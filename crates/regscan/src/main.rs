//! regscan CLI - peripheral register access analyzer

mod cli;
mod commands;
mod terminal;

use clap::Parser;
use tracing_subscriber::EnvFilter;

use cli::Cli;

fn main() {
    let cli = Cli::parse();

    let level = if cli.verbose {
        "debug"
    } else if cli.silent {
        "error"
    } else {
        "info"
    };
    let mut filter = EnvFilter::from_default_env();
    for target in ["regscan", "regscan_ir", "regscan_catalog", "regscan_analysis"] {
        if let Ok(directive) = format!("{target}={level}").parse() {
            filter = filter.add_directive(directive);
        }
    }
    tracing_subscriber::fmt()
        .with_env_filter(filter)
        .with_target(false)
        .with_writer(std::io::stderr)
        .init();

    let exit_code = commands::run_command(&cli);
    std::process::exit(exit_code);
}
----------
### Required action
Output the entries exactly. Leave nothing out.

### Your solution
filename crates/regscan/src/main.rs
//! regscan CLI - peripheral register access analyzer

mod cli;
mod commands;
mod terminal;

use clap::Parser;
use tracing_subscriber::EnvFilter;

use cli::Cli;

fn main() {
    let cli = Cli::parse();

    let level = if cli.verbose {
        "debug"
    } else if cli.silent {
        "error"
    } else {
        "info"
    };
    let mut filter = EnvFilter::from_default_env();
    for target in ["regscan", "regscan_ir", "regscan_catalog", "regscan_analysis"] {
        if let Ok(directive) = format!("{target}={level}").parse() {
            filter = filter.add_directive(directive);
        }
    }
    tracing_subscriber::fmt()
        .with_env_filter(filter)
        .with_target(false)
        .with_writer(std::io::stderr)
        .init();

    let exit_code = commands::run_command(&cli);
    std::process::exit(exit_code);
}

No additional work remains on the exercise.